After filtering candidates, fill_singles is called to fill empty cells that have only one remaining candidate. If this process leads to a completely filled Sudoku grid, it's returned as a solution. There's a clause to return None which is used to backtrack changes by the make_guess function. This function will fill the next empty cell with the least quantity of candidates with one of its candidates, a "guess" value. It then recursively calls solve to either find a solution or reach a no-solution grid (in which case solve returns None and the last guess changes are reverted).

from copy import deepcopy
import numpy as np
def create_grid(puzzle_str: str) -> np.ndarray:
 """Create a 9x9 Sudoku grid from a string of digits"""
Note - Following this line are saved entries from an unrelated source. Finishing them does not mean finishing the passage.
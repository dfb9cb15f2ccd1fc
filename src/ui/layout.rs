//! Layout helpers — split the terminal area into regions and place the sheet.

use ratatui::layout::{Constraint, Direction, Layout, Rect};

use crate::core::geometry::{Coordinate, Translator};

/// Primary screen layout: the page content plus a bottom status bar.
pub struct AppLayout {
    pub content_area: Rect,
    pub status_area: Rect,
}

impl AppLayout {
    /// Compute the layout from the full terminal area.
    pub fn from_area(area: Rect) -> Self {
        let chunks = Layout::default()
            .direction(Direction::Vertical)
            .constraints([
                Constraint::Min(3),    // page content (takes all remaining space)
                Constraint::Length(1), // status / hint bar
            ])
            .split(area);

        Self {
            content_area: chunks[0],
            status_area: chunks[1],
        }
    }
}

/// Where the sheet lives inside the content area.
///
/// The anchor row is the handle's collapsed rest position (the bottom row of
/// the content area, so a collapsed sheet peeks one row).  `rise` is how many
/// rows the sheet can climb above the anchor when fully extended.
#[derive(Debug, Clone, Copy)]
pub struct SheetGeometry {
    area: Rect,
    anchor_row: u16,
    rise: u16,
}

impl SheetGeometry {
    /// `height_pct` is the share of the content area an extended sheet covers.
    pub fn new(content: Rect, height_pct: u16) -> Self {
        if content.height == 0 {
            return Self {
                area: content,
                anchor_row: content.y,
                rise: 0,
            };
        }

        let extended = ((u32::from(content.height) * u32::from(height_pct) / 100).max(2) as u16)
            .min(content.height);
        Self {
            area: content,
            anchor_row: content.y + content.height - 1,
            rise: extended.saturating_sub(1),
        }
    }

    pub fn rise(&self) -> u16 {
        self.rise
    }

    /// Translation of the fully extended rest position.
    pub fn extended_offset(&self) -> f64 {
        -f64::from(self.rise)
    }

    /// The translator mapping pointer cells onto this geometry.
    pub fn translator(&self) -> Translator {
        Translator::new(
            Coordinate::new(f64::from(self.area.x), f64::from(self.anchor_row)),
            f64::from(self.area.width),
            f64::from(self.rise),
        )
    }

    /// The rect the sheet occupies at a given translation offset
    /// (0 collapsed, `-rise` extended).
    pub fn sheet_rect(&self, offset_rows: i16) -> Rect {
        let lowest = i32::from(self.anchor_row);
        let highest = lowest - i32::from(self.rise);
        let top = (lowest + i32::from(offset_rows)).clamp(highest, lowest) as u16;

        Rect {
            x: self.area.x,
            y: top,
            width: self.area.width,
            height: self.area.y + self.area.height - top,
        }
    }

    /// Is the pointer on the grab handle (the sheet's top row)?
    pub fn is_on_handle(&self, column: u16, row: u16, offset_rows: i16) -> bool {
        let sheet = self.sheet_rect(offset_rows);
        row == sheet.y && column >= sheet.x && column < sheet.x.saturating_add(sheet.width)
    }

    /// Is the pointer anywhere on the sheet at this offset?
    pub fn is_on_sheet(&self, column: u16, row: u16, offset_rows: i16) -> bool {
        let sheet = self.sheet_rect(offset_rows);
        column >= sheet.x
            && column < sheet.x.saturating_add(sheet.width)
            && row >= sheet.y
            && row < sheet.y.saturating_add(sheet.height)
    }
}

#[cfg(test)]
mod tests {
    use super::*;

    fn content() -> Rect {
        Rect::new(0, 0, 80, 20)
    }

    #[test]
    fn collapsed_sheet_peeks_one_row_at_the_bottom() {
        let geom = SheetGeometry::new(content(), 60);
        let rect = geom.sheet_rect(0);
        assert_eq!(rect.y, 19);
        assert_eq!(rect.height, 1);
    }

    #[test]
    fn extended_sheet_covers_the_configured_share() {
        let geom = SheetGeometry::new(content(), 60);
        assert_eq!(geom.rise(), 11); // 12 rows extended, 1 row peek
        let rect = geom.sheet_rect(-11);
        assert_eq!(rect.y, 8);
        assert_eq!(rect.height, 12);
    }

    #[test]
    fn offsets_beyond_the_travel_range_are_clamped() {
        let geom = SheetGeometry::new(content(), 60);
        assert_eq!(geom.sheet_rect(-100), geom.sheet_rect(-11));
        assert_eq!(geom.sheet_rect(5), geom.sheet_rect(0));
    }

    #[test]
    fn handle_hit_test_follows_the_sheet() {
        let geom = SheetGeometry::new(content(), 60);
        assert!(geom.is_on_handle(40, 19, 0));
        assert!(!geom.is_on_handle(40, 18, 0));
        assert!(geom.is_on_handle(0, 14, -5));
        assert!(!geom.is_on_handle(80, 14, -5)); // one past the right edge
    }

    #[test]
    fn translator_matches_the_geometry() {
        let geom = SheetGeometry::new(content(), 60);
        let t = geom.translator();
        assert_eq!(t.height(), 11.0);
        assert_eq!(t.max_translation().y, -11.0);
    }

    #[test]
    fn tiny_terminal_degenerates_gracefully() {
        // Two rows: the 2-row extended minimum leaves a rise of one.
        let geom = SheetGeometry::new(Rect::new(0, 0, 10, 2), 10);
        assert_eq!(geom.rise(), 1);
        // One row: nowhere to rise at all.
        let geom = SheetGeometry::new(Rect::new(0, 0, 10, 1), 60);
        assert_eq!(geom.rise(), 0);
        let geom = SheetGeometry::new(Rect::new(0, 0, 10, 0), 60);
        assert_eq!(geom.rise(), 0);
    }
}
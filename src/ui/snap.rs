//! Row-level snap animation with exponential ease-out.
//!
//! While a drag is live the offset is pinned to the averaged pointer
//! position.  On release or toggle a target rest offset is set and each
//! tick the offset moves a fixed fraction of the remaining distance —
//! visible deceleration into the snap position.

/// Offset animator for the sheet's vertical translation.
/// Offsets are translation rows: 0 at the collapsed rest position,
/// negative while the sheet is risen.
#[derive(Debug, Clone)]
pub struct SnapAnimator {
    offset: f64,
    target: f64,
    /// Fraction of the remaining distance covered per tick.
    /// Higher = faster settle.  Good range: 0.25–0.45 at 30 fps.
    speed: f64,
}

impl SnapAnimator {
    pub fn new(speed: f64) -> Self {
        Self {
            offset: 0.0,
            target: 0.0,
            speed: speed.clamp(0.05, 0.95),
        }
    }

    /// Pin the offset directly (live drag) — no animation.
    pub fn set(&mut self, offset: f64) {
        self.offset = offset;
        self.target = offset;
    }

    /// Start easing toward `target`.
    pub fn animate_to(&mut self, target: f64) {
        self.target = target;
    }

    /// Advance toward the target.  Call once per frame.
    pub fn tick(&mut self) {
        self.offset += (self.target - self.offset) * self.speed;
        if (self.target - self.offset).abs() < 0.4 {
            self.offset = self.target;
        }
    }

    /// Current offset in whole rows.
    pub fn offset_rows(&self) -> i16 {
        self.offset.round() as i16
    }

    pub fn offset(&self) -> f64 {
        self.offset
    }

    /// True while there is still visible motion.
    pub fn is_animating(&self) -> bool {
        self.offset != self.target
    }
}

#[cfg(test)]
mod tests {
    use super::*;

    #[test]
    fn set_pins_without_animation() {
        let mut anim = SnapAnimator::new(0.35);
        anim.set(-6.0);
        assert_eq!(anim.offset_rows(), -6);
        assert!(!anim.is_animating());
    }

    #[test]
    fn converges_to_the_target() {
        let mut anim = SnapAnimator::new(0.35);
        anim.set(-2.0);
        anim.animate_to(-12.0);
        assert!(anim.is_animating());
        for _ in 0..40 {
            anim.tick();
        }
        assert_eq!(anim.offset_rows(), -12);
        assert!(!anim.is_animating());
    }

    #[test]
    fn settles_exactly_once_close() {
        let mut anim = SnapAnimator::new(0.5);
        anim.set(-0.5);
        anim.animate_to(0.0);
        anim.tick();
        assert_eq!(anim.offset(), 0.0);
        assert!(!anim.is_animating());
    }

    #[test]
    fn speed_is_clamped_to_a_sane_range() {
        let mut anim = SnapAnimator::new(5.0);
        anim.animate_to(-10.0);
        anim.tick();
        // Even a silly speed never overshoots the target.
        assert!(anim.offset() >= -10.0 && anim.offset() < 0.0);
    }
}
 # Deleting whitespaces and newlines (\n)
 lines = puzzle_str.replace(' ','').replace('\n','')
 digits = list(map(int, lines))
 # Turning it to a 9x9 numpy array
 grid = np.array(digits).reshape(9,9)
 return grid
def get_subgrids(grid: np.ndarray) -> np.ndarray:
 """Divide the input grid into 9 3x3 sub-grids"""
 subgrids = []
 for box_i in range(3):
 for box_j in range(3):
 subgrid = []
 for i in range(3):
 for j in range(3):
 subgrid.append(grid[3*box_i + i][3*box_j + j])
 subgrids.append(subgrid)
 return np.array(subgrids)
def get_candidates(grid : np.ndarray) -> list:
 """Get a list of candidates to fill empty cells of the input grid"""
 def subgrid_index(i, j):
 return (i//3) * 3 + j // 3
 subgrids = get_subgrids(grid)
 grid_candidates = []
 for i in range(9):
 row_candidates = []
 for j in range(9):
 # Row, column and subgrid digits
 row = set(grid[i])
 col = set(grid[:, j])
 sub = set(subgrids[subgrid_index(i, j)])
 common = row | col | sub
 candidates = set(range(10)) - common
 # If the case is filled take its value as the only candidate
 if not grid[i][j]:
 row_candidates.append(list(candidates))
 else:
 row_candidates.append([grid[i][j]])
 grid_candidates.append(row_candidates)
 return grid_candidates
def is_valid_grid(grid : np.ndarray) -> bool:
 """Verify the input grid has a possible solution"""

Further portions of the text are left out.